Liu Tao, Zhang Mingyang, Li Zhihao, Dou Hanjie, Zhang Wangyang, Yang Jiaqian, Wu Pengfan, Li Dongxiao, Mu Xiaojing
Key Laboratory of Optoelectronic Technology & Systems of Ministry of Education, International R & D Center of Micro-nano Systems and New Materials Technology, Chongqing University, Chongqing, 400044, China.
Nat Commun. 2025 Mar 10;16(1):2363. doi: 10.1038/s41467-025-57629-5.
The human voice stands out for its rich information transmission capabilities. However, voice communication is susceptible to interference from noisy environments and obstacles. Here, we propose a wearable wireless flexible skin-attached acoustic sensor (SAAS) capable of capturing the vibrations of vocal organs and skin movements, thereby enabling voice recognition and human-machine interaction (HMI) in harsh acoustic environments. This system utilizes a piezoelectric micromachined ultrasonic transducers (PMUT), which feature high sensitivity (-198 dB), wide bandwidth (10 Hz-20 kHz), and excellent flatness (±0.5 dB). Flexible packaging enhances comfort and adaptability during wear, while integration with the Residual Network (ResNet) architecture significantly improves the classification of laryngeal speech features, achieving an accuracy exceeding 96%. Furthermore, we also demonstrated SAAS's data collection and intelligent classification capabilities in multiple HMI scenarios. Finally, the speech recognition system was able to recognize everyday sentences spoken by participants with an accuracy of 99.8% through a deep learning model. With advantages including a simple fabrication process, stable performance, easy integration, and low cost, SAAS presents a compelling solution for applications in voice control, HMI, and wearable electronics.

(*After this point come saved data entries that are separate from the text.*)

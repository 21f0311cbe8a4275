//! TLS record decryption engine.
//!
//! Implements decryption of the pre-AEAD record protections negotiated by RSA
//! key exchange suites:
//! - AES-128/256, 3DES-EDE and Camellia-128/256 in CBC mode
//! - RC4-128
//!
//! MACs are stripped but not verified.

use std::fmt;

use aes::{Aes128, Aes256};
use camellia::{Camellia128, Camellia256};
use cipher::generic_array::GenericArray;
use cipher::{BlockDecrypt, KeyInit, StreamCipher};
use des::TdesEde3;
use rc4::consts::U16;
use rc4::Rc4;
use thiserror::Error;

use super::cipher_suite::{BulkCipher, CipherSuite};
use super::kdf::{KeyBlock, ProtocolVersion};

/// Errors during TLS record decryption.
#[derive(Debug, Error, PartialEq, Eq)]
pub enum DecryptionError {
    #[error("Invalid key length: expected {expected}, got {actual}")]
    InvalidKeyLength { expected: usize, actual: usize },

    #[error("Invalid IV length: expected {expected}, got {actual}")]
    InvalidIvLength { expected: usize, actual: usize },

    #[error("Ciphertext length {len} is not a positive multiple of the {block_size}-byte block")]
    InvalidCiphertextLength { len: usize, block_size: usize },

    #[error("Ciphertext too short: minimum {min_len} bytes, got {actual}")]
    CiphertextTooShort { min_len: usize, actual: usize },
}

/// Direction of TLS traffic.
#[derive(Debug, Clone, Copy, PartialEq, Eq)]
pub enum Direction {
    ClientToServer,
    ServerToClient,
}

impl Direction {
    pub fn index(self) -> usize {
        match self {
            Direction::ClientToServer => 0,
            Direction::ServerToClient => 1,
        }
    }
}

enum BlockCipher {
    Aes128(Aes128),
    Aes256(Aes256),
    TdesEde3(TdesEde3),
    Camellia128(Camellia128),
    Camellia256(Camellia256),
}

impl BlockCipher {
    /// Decrypt one block in place. `block` must be exactly one block long.
    fn decrypt_block(&self, block: &mut [u8]) {
        match self {
            BlockCipher::Aes128(c) => c.decrypt_block(GenericArray::from_mut_slice(block)),
            BlockCipher::Aes256(c) => c.decrypt_block(GenericArray::from_mut_slice(block)),
            BlockCipher::TdesEde3(c) => c.decrypt_block(GenericArray::from_mut_slice(block)),
            BlockCipher::Camellia128(c) => c.decrypt_block(GenericArray::from_mut_slice(block)),
            BlockCipher::Camellia256(c) => c.decrypt_block(GenericArray::from_mut_slice(block)),
        }
    }
}

enum CipherState {
    Cbc {
        cipher: BlockCipher,
        /// Running IV: the last ciphertext block of the previous record.
        iv: Vec<u8>,
    },
    Rc4(Box<Rc4<U16>>),
}

/// Decrypts the records of one direction of a connection.
///
/// CBC state carries its running IV and RC4 state its keystream position
/// from record to record, so every record of the direction must pass through
/// the same decryptor in order.
pub struct RecordDecryptor {
    suite: &'static CipherSuite,
    version: ProtocolVersion,
    state: CipherState,
    records: u64,
}

impl fmt::Debug for RecordDecryptor {
    fn fmt(&self, f: &mut fmt::Formatter<'_>) -> fmt::Result {
        f.debug_struct("RecordDecryptor")
            .field("suite", &self.suite.name)
            .field("version", &self.version)
            .field("records", &self.records)
            .finish()
    }
}

impl RecordDecryptor {
    /// Create a decryptor from a write key and IV (empty IV for stream ciphers).
    pub fn new(
        suite: &'static CipherSuite,
        version: ProtocolVersion,
        key: &[u8],
        iv: &[u8],
    ) -> Result<Self, DecryptionError> {
        if key.len() != suite.write_key_size {
            return Err(DecryptionError::InvalidKeyLength {
                expected: suite.write_key_size,
                actual: key.len(),
            });
        }
        if iv.len() != suite.iv_len() {
            return Err(DecryptionError::InvalidIvLength {
                expected: suite.iv_len(),
                actual: iv.len(),
            });
        }

        let invalid = |_| DecryptionError::InvalidKeyLength {
            expected: suite.write_key_size,
            actual: key.len(),
        };
        let cbc = |cipher| CipherState::Cbc {
            cipher,
            iv: iv.to_vec(),
        };
        let state = match suite.bulk {
            BulkCipher::Rc4 => {
                CipherState::Rc4(Box::new(Rc4::<U16>::new_from_slice(key).map_err(invalid)?))
            }
            BulkCipher::Aes128 => cbc(BlockCipher::Aes128(
                Aes128::new_from_slice(key).map_err(invalid)?,
            )),
            BulkCipher::Aes256 => cbc(BlockCipher::Aes256(
                Aes256::new_from_slice(key).map_err(invalid)?,
            )),
            BulkCipher::TripleDesEde => cbc(BlockCipher::TdesEde3(
                TdesEde3::new_from_slice(key).map_err(invalid)?,
            )),
            BulkCipher::Camellia128 => cbc(BlockCipher::Camellia128(
                Camellia128::new_from_slice(key).map_err(invalid)?,
            )),
            BulkCipher::Camellia256 => cbc(BlockCipher::Camellia256(
                Camellia256::new_from_slice(key).map_err(invalid)?,
            )),
        };

        Ok(Self {
            suite,
            version,
            state,
            records: 0,
        })
    }

    /// Create the decryptor for one direction from a derived key block.
    pub fn from_key_block(
        block: &KeyBlock,
        suite: &'static CipherSuite,
        version: ProtocolVersion,
        direction: Direction,
    ) -> Result<Self, DecryptionError> {
        match direction {
            Direction::ClientToServer => Self::new(
                suite,
                version,
                &block.client_write_key,
                &block.client_write_iv,
            ),
            Direction::ServerToClient => Self::new(
                suite,
                version,
                &block.server_write_key,
                &block.server_write_iv,
            ),
        }
    }

    pub fn suite(&self) -> &'static CipherSuite {
        self.suite
    }

    /// Number of records decrypted so far.
    pub fn records(&self) -> u64 {
        self.records
    }

    /// Decrypt one record fragment and return its plaintext content.
    pub fn decrypt_record(&mut self, fragment: &[u8]) -> Result<Vec<u8>, DecryptionError> {
        let mac_len = self.suite.mac_key_size;
        let explicit_iv = self.version.has_explicit_iv();

        let plaintext = match &mut self.state {
            CipherState::Rc4(rc4) => {
                if fragment.len() < mac_len {
                    return Err(DecryptionError::CiphertextTooShort {
                        min_len: mac_len,
                        actual: fragment.len(),
                    });
                }
                let mut data = fragment.to_vec();
                rc4.apply_keystream(&mut data);
                data.truncate(data.len() - mac_len);
                data
            }
            CipherState::Cbc { cipher, iv } => {
                let bs = iv.len();
                if fragment.is_empty() || fragment.len() % bs != 0 {
                    return Err(DecryptionError::InvalidCiphertextLength {
                        len: fragment.len(),
                        block_size: bs,
                    });
                }

                let mut data = fragment.to_vec();
                for (plain, ct) in data.chunks_exact_mut(bs).zip(fragment.chunks_exact(bs)) {
                    cipher.decrypt_block(plain);
                    for (p, v) in plain.iter_mut().zip(iv.iter()) {
                        *p ^= v;
                    }
                    iv.copy_from_slice(ct);
                }

                let padding = usize::from(data[data.len() - 1]) + 1;
                let prefix = if explicit_iv { bs } else { 0 };
                let min_len = padding + mac_len + prefix;
                if data.len() < min_len {
                    return Err(DecryptionError::CiphertextTooShort {
                        min_len,
                        actual: data.len(),
                    });
                }
                data.truncate(data.len() - padding - mac_len);
                data.drain(..prefix);
                data
            }
        };

        self.records += 1;
        Ok(plaintext)
    }
}

#[cfg(test)]
mod tests {
    use super::*;
    use crate::tls::cipher_suite;
    use cipher::BlockEncrypt;

    /// CBC-encrypt `content + mac + padding` with AES-128, chaining from `iv`.
    fn aes128_cbc_record(key: &[u8], iv: &mut Vec<u8>, body: &[u8], mac_len: usize) -> Vec<u8> {
        let cipher = Aes128::new_from_slice(key).unwrap();
        let mut data = body.to_vec();
        data.extend(std::iter::repeat(0xaa).take(mac_len));
        let pad = 16 - (data.len() + 1) % 16;
        data.extend(std::iter::repeat(pad as u8).take(pad + 1));

        for block in data.chunks_exact_mut(16) {
            for (b, v) in block.iter_mut().zip(iv.iter()) {
                *b ^= v;
            }
            cipher.encrypt_block(GenericArray::from_mut_slice(block));
            iv.copy_from_slice(block);
        }
        data
    }

    // Test 1: Chained CBC records decrypt with the running IV
    #[test]
    fn test_cbc_records_chain() {
        let suite = cipher_suite::from_id(0x002f).unwrap();
        let key = [0x11u8; 16];
        let iv = [0x22u8; 16];

        let mut enc_iv = iv.to_vec();
        let first = aes128_cbc_record(&key, &mut enc_iv, b"first record", 20);
        let second = aes128_cbc_record(&key, &mut enc_iv, b"second record, a bit longer", 20);

        let mut dec = RecordDecryptor::new(suite, ProtocolVersion::Tls10, &key, &iv).unwrap();
        assert_eq!(dec.decrypt_record(&first).unwrap(), b"first record");
        assert_eq!(
            dec.decrypt_record(&second).unwrap(),
            b"second record, a bit longer"
        );
        assert_eq!(dec.records(), 2);
    }

    // Test 2: Explicit IV block is dropped from TLS 1.1 on
    #[test]
    fn test_cbc_explicit_iv() {
        let suite = cipher_suite::from_id(0x002f).unwrap();
        let key = [0x33u8; 16];

        let mut body = vec![0x5au8; 16]; // explicit IV travels as the first block
        body.extend_from_slice(b"payload");
        let mut enc_iv = vec![0x44u8; 16];
        let record = aes128_cbc_record(&key, &mut enc_iv, &body, 20);

        // Running IV is unrelated; only the first block is garbled
        let mut dec =
            RecordDecryptor::new(suite, ProtocolVersion::Tls11, &key, &[0u8; 16]).unwrap();
        assert_eq!(dec.decrypt_record(&record).unwrap(), b"payload");
    }

    // Test 3: RC4 keystream persists across records
    #[test]
    fn test_rc4_stream_state() {
        let suite = cipher_suite::from_id(0x0005).unwrap();
        let key = [0x7fu8; 16];

        let mut enc = Rc4::<U16>::new_from_slice(&key).unwrap();
        let mut first = b"hello".to_vec();
        first.extend_from_slice(&[0u8; 20]);
        enc.apply_keystream(&mut first);
        let mut second = b"world".to_vec();
        second.extend_from_slice(&[0u8; 20]);
        enc.apply_keystream(&mut second);

        let mut dec = RecordDecryptor::new(suite, ProtocolVersion::Tls10, &key, &[]).unwrap();
        assert_eq!(dec.decrypt_record(&first).unwrap(), b"hello");
        assert_eq!(dec.decrypt_record(&second).unwrap(), b"world");
    }

    // Test 4: Partial blocks are rejected
    #[test]
    fn test_cbc_invalid_length() {
        let suite = cipher_suite::from_id(0x000a).unwrap();
        let mut dec =
            RecordDecryptor::new(suite, ProtocolVersion::Tls10, &[1u8; 24], &[2u8; 8]).unwrap();
        assert_eq!(
            dec.decrypt_record(&[0u8; 12]),
            Err(DecryptionError::InvalidCiphertextLength {
                len: 12,
                block_size: 8
            })
        );
        assert!(dec.decrypt_record(&[]).is_err());
    }

    // Test 5: Padding longer than the record is an error, not a panic
    #[test]
    fn test_cbc_bad_padding() {
        let suite = cipher_suite::from_id(0x002f).unwrap();
        let key = [0x10u8; 16];
        // Single block decrypting to all 0xff: padding claims 256 bytes
        let cipher = Aes128::new_from_slice(&key).unwrap();
        let mut block = [0xffu8; 16];
        cipher.encrypt_block(GenericArray::from_mut_slice(&mut block));

        let mut dec =
            RecordDecryptor::new(suite, ProtocolVersion::Tls10, &key, &[0u8; 16]).unwrap();
        assert!(matches!(
            dec.decrypt_record(&block),
            Err(DecryptionError::CiphertextTooShort { .. })
        ));
    }

    // Test 6: Key and IV sizes are checked against the suite
    #[test]
    fn test_invalid_key_material() {
        let suite = cipher_suite::from_id(0x0035).unwrap();
        assert_eq!(
            RecordDecryptor::new(suite, ProtocolVersion::Tls12, &[0u8; 16], &[0u8; 16])
                .unwrap_err(),
            DecryptionError::InvalidKeyLength {
                expected: 32,
                actual: 16
            }
        );
        assert_eq!(
            RecordDecryptor::new(suite, ProtocolVersion::Tls12, &[0u8; 32], &[0u8; 8])
                .unwrap_err(),
            DecryptionError::InvalidIvLength {
                expected: 16,
                actual: 8
            }
        );
    }

    // Test 7: Camellia decryptor builds from a key block
    #[test]
    fn test_from_key_block() {
        let suite = cipher_suite::from_id(0x0041).unwrap();
        let material: Vec<u8> = (0..suite.key_block_len()).map(|i| i as u8).collect();
        let block = KeyBlock::partition(&material, suite).unwrap();
        let dec = RecordDecryptor::from_key_block(
            &block,
            suite,
            ProtocolVersion::Tls10,
            Direction::ServerToClient,
        )
        .unwrap();
        assert_eq!(dec.suite().id, 0x0041);
        assert_eq!(dec.records(), 0);
    }
}
//! Stream output framing.

use std::io::{self, Write};

use clap::ValueEnum;
use pcapstitch_core::ReconstructedStream;

/// How reconstructed streams are framed on output.
#[derive(Debug, Clone, Copy, PartialEq, Eq, ValueEnum)]
pub enum OutputFormat {
    /// Streams back to back (default)
    Raw,
    /// 4-byte big-endian length before each stream
    LengthPrefixed,
}

/// Writes reconstructed streams to a sink.
pub struct StreamWriter<W: Write> {
    writer: W,
    format: OutputFormat,
    streams: u64,
    bytes: u64,
}

impl<W: Write> StreamWriter<W> {
    pub fn new(writer: W, format: OutputFormat) -> Self {
        Self {
            writer,
            format,
            streams: 0,
            bytes: 0,
        }
    }

    /// Write one stream: metadata header followed by its payload.
    pub fn write_stream(&mut self, stream: &ReconstructedStream) -> io::Result<()> {
        let data = stream.to_bytes();
        if self.format == OutputFormat::LengthPrefixed {
            let len = u32::try_from(data.len()).map_err(|_| {
                io::Error::new(io::ErrorKind::InvalidData, "stream exceeds 4 GiB")
            })?;
            self.writer.write_all(&len.to_be_bytes())?;
        }
        self.writer.write_all(&data)?;

        self.streams += 1;
        self.bytes += data.len() as u64;
        Ok(())
    }

    pub fn streams_written(&self) -> u64 {
        self.streams
    }

    /// Stream bytes written, excluding length prefixes.
    pub fn bytes_written(&self) -> u64 {
        self.bytes
    }

    pub fn flush(&mut self) -> io::Result<()> {
        self.writer.flush()
    }

    pub fn into_inner(self) -> W {
        self.writer
    }
}

#[cfg(test)]
mod tests {
    use super::*;
    use pcapstitch_core::packet::test_utils::Conversation;
    use pcapstitch_core::{StreamConfig, StreamManager};

    fn sample_stream() -> ReconstructedStream {
        let manager = StreamManager::new(StreamConfig::default());
        let mut conv = Conversation::new(([10, 0, 0, 1], 40000), ([10, 0, 0, 2], 80), 100, 900);

        let mut frames = conv.handshake();
        frames.push(conv.client_data(b"ping"));
        frames.push(conv.server_data(b"pong"));
        frames.push(conv.client_fin());
        frames.push(conv.server_fin());

        frames
            .iter()
            .enumerate()
            .find_map(|(i, f)| manager.process_frame(f, i as i64))
            .unwrap()
    }

    // Test 1: Raw framing writes the stream bytes verbatim
    #[test]
    fn test_raw_output() {
        let stream = sample_stream();
        let mut writer = StreamWriter::new(Vec::new(), OutputFormat::Raw);
        writer.write_stream(&stream).unwrap();

        assert_eq!(writer.streams_written(), 1);
        assert_eq!(writer.bytes_written(), stream.to_bytes().len() as u64);
        assert_eq!(writer.into_inner(), stream.to_bytes().to_vec());
    }

    // Test 2: Length-prefixed framing
    #[test]
    fn test_length_prefixed_output() {
        let stream = sample_stream();
        let expected = stream.to_bytes();
        let mut writer = StreamWriter::new(Vec::new(), OutputFormat::LengthPrefixed);
        writer.write_stream(&stream).unwrap();
        writer.write_stream(&stream).unwrap();

        let out = writer.into_inner();
        assert_eq!(out.len(), 2 * (4 + expected.len()));
        let len = u32::from_be_bytes([out[0], out[1], out[2], out[3]]) as usize;
        assert_eq!(len, expected.len());
        assert_eq!(&out[4..4 + len], expected.as_ref());
    }
}
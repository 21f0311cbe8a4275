//! # pcapstitch
//!
//! Command line driver for [`pcapstitch_core`]: reads a capture file and
//! writes every reconstructed (and, where keys allow, decrypted) TCP stream.

pub mod cli;
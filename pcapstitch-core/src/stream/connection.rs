use std::fmt;
use std::net::IpAddr;

use crate::packet::TcpSegment;

/// One side of a TCP connection.
#[derive(Debug, Clone, Copy, Hash, Eq, PartialEq, Ord, PartialOrd)]
pub struct Endpoint {
    pub ip: IpAddr,
    pub port: u16,
}

impl Endpoint {
    pub fn new(ip: IpAddr, port: u16) -> Self {
        Self { ip, port }
    }
}

impl fmt::Display for Endpoint {
    fn fmt(&self, f: &mut fmt::Formatter<'_>) -> fmt::Result {
        match self.ip {
            IpAddr::V4(ip) => write!(f, "{}:{}", ip, self.port),
            IpAddr::V6(ip) => write!(f, "[{}]:{}", ip, self.port),
        }
    }
}

/// Normalized connection key (lower IP/port first for consistent lookup).
///
/// Both directions of a connection map to the same key, so it can be used
/// directly as the session cache key.
#[derive(Debug, Clone, Copy, Hash, Eq, PartialEq)]
pub struct ConnectionKey {
    a: Endpoint,
    b: Endpoint,
}

impl ConnectionKey {
    /// Create a normalized connection key.
    /// Ensures (ip_a, port_a) <= (ip_b, port_b) lexicographically.
    pub fn new(src_ip: IpAddr, src_port: u16, dst_ip: IpAddr, dst_port: u16) -> Self {
        let src = Endpoint::new(src_ip, src_port);
        let dst = Endpoint::new(dst_ip, dst_port);
        if src <= dst {
            Self { a: src, b: dst }
        } else {
            Self { a: dst, b: src }
        }
    }

    /// Key for the connection a segment belongs to.
    pub fn from_segment(segment: &TcpSegment<'_>) -> Self {
        Self::new(
            segment.src_ip,
            segment.src_port,
            segment.dst_ip,
            segment.dst_port,
        )
    }

    /// The two endpoints, lower first.
    pub fn endpoints(&self) -> (Endpoint, Endpoint) {
        (self.a, self.b)
    }

    /// Whether the endpoint is one side of this connection.
    pub fn contains(&self, endpoint: &Endpoint) -> bool {
        self.a == *endpoint || self.b == *endpoint
    }
}

impl fmt::Display for ConnectionKey {
    fn fmt(&self, f: &mut fmt::Formatter<'_>) -> fmt::Result {
        write!(f, "{} <-> {}", self.a, self.b)
    }
}

/// Which side of a connection sent a segment.
///
/// The initiator is the endpoint that sent the first SYN.
#[derive(Debug, Clone, Copy, PartialEq, Eq, Hash)]
pub enum Direction {
    Initiator,
    Responder,
}

impl Direction {
    /// The opposite direction.
    pub fn peer(self) -> Self {
        match self {
            Direction::Initiator => Direction::Responder,
            Direction::Responder => Direction::Initiator,
        }
    }

    /// Slot index for per-direction arrays.
    pub fn index(self) -> usize {
        match self {
            Direction::Initiator => 0,
            Direction::Responder => 1,
        }
    }

    /// Return a string representation of the direction.
    pub fn as_str(&self) -> &'static str {
        match self {
            Direction::Initiator => "initiator",
            Direction::Responder => "responder",
        }
    }
}

#[cfg(test)]
mod tests {
    use super::*;
    use std::net::Ipv4Addr;

    fn ip(a: u8, b: u8, c: u8, d: u8) -> IpAddr {
        IpAddr::V4(Ipv4Addr::new(a, b, c, d))
    }

    // Test 1: Connection key normalization
    #[test]
    fn test_connection_key_normalization() {
        let key1 = ConnectionKey::new(ip(192, 168, 1, 1), 54321, ip(192, 168, 1, 2), 80);
        let key2 = ConnectionKey::new(ip(192, 168, 1, 2), 80, ip(192, 168, 1, 1), 54321);
        assert_eq!(key1, key2);

        let mut set = std::collections::HashSet::new();
        set.insert(key1);
        assert!(set.contains(&key2));
    }

    // Test 2: Same addresses, different ports are different connections
    #[test]
    fn test_connection_key_distinct_ports() {
        let key1 = ConnectionKey::new(ip(10, 0, 0, 1), 40000, ip(10, 0, 0, 2), 443);
        let key2 = ConnectionKey::new(ip(10, 0, 0, 1), 40001, ip(10, 0, 0, 2), 443);
        assert_ne!(key1, key2);
    }

    // Test 3: Key from a parsed segment
    #[test]
    fn test_connection_key_from_segment() {
        let segment = TcpSegment {
            src_ip: ip(10, 0, 0, 2),
            src_port: 443,
            dst_ip: ip(10, 0, 0, 1),
            dst_port: 40000,
            seq: 1,
            ack: 1,
            flags: Default::default(),
            tsval: None,
            payload: &[],
        };
        let key = ConnectionKey::from_segment(&segment);
        assert_eq!(
            key,
            ConnectionKey::new(ip(10, 0, 0, 1), 40000, ip(10, 0, 0, 2), 443)
        );
        assert!(key.contains(&Endpoint::new(ip(10, 0, 0, 2), 443)));
        assert!(!key.contains(&Endpoint::new(ip(10, 0, 0, 2), 80)));
    }

    // Test 4: Direction helpers
    #[test]
    fn test_direction_peer_and_index() {
        assert_eq!(Direction::Initiator.peer(), Direction::Responder);
        assert_eq!(Direction::Responder.peer(), Direction::Initiator);
        assert_eq!(Direction::Initiator.index(), 0);
        assert_eq!(Direction::Responder.index(), 1);
        assert_eq!(Direction::Responder.as_str(), "responder");
    }

    // Test 5: Endpoint display
    #[test]
    fn test_endpoint_display() {
        let endpoint = Endpoint::new(ip(192, 168, 1, 1), 8443);
        assert_eq!(endpoint.to_string(), "192.168.1.1:8443");
    }
}
//! Convenient re-exports for common usage.
//!
//! # Example
//!
//! ```rust,no_run
//! use pcapstitch_core::prelude::*;
//!
//! let manager = StreamManager::new(StreamConfig::default());
//! let streams: Vec<ReconstructedStream> = manager.drain();
//! ```

// Reassembly
pub use crate::stream::{
    ConnectionKey, Direction, ReconstructedStream, StreamConfig, StreamManager, TcpReconstructor,
};

// TLS
pub use crate::tls::{PrivateKeyStore, TlsContext};

// Input
pub use crate::pcap::{CapturedFrame, PcapReader};
pub use crate::packet::TcpSegment;

// Error types
pub use crate::error::{Error, Result};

人类语音以其丰富的信息传输能力脱颖而出。然而,语音通信容易受到嘈杂环境和障碍物的干扰。在此,我们提出了一种可穿戴式无线柔性贴肤声学传感器(SAAS),它能够捕捉发声器官的振动和皮肤运动,从而在恶劣声学环境中实现语音识别和人机交互(HMI)。该系统采用了压电微机电超声换能器(PMUT),其具有高灵敏度(-198 dB)、宽带宽(10 Hz - 20 kHz)和出色的平坦度(±0.5 dB)。柔性封装提高了佩戴时的舒适度和适应性,而与残差网络(ResNet)架构集成显著改善了喉部语音特征的分类,准确率超过96%。此外,我们还展示了SAAS在多种人机交互场景中的数据收集和智能分类能力。最后,语音识别系统通过深度学习模型能够以99.8%的准确率识别参与者说出的日常语句。SAAS具有制造工艺简单、性能稳定、易于集成和成本低等优点,为语音控制、人机交互和可穿戴电子设备的应用提供了极具吸引力的解决方案。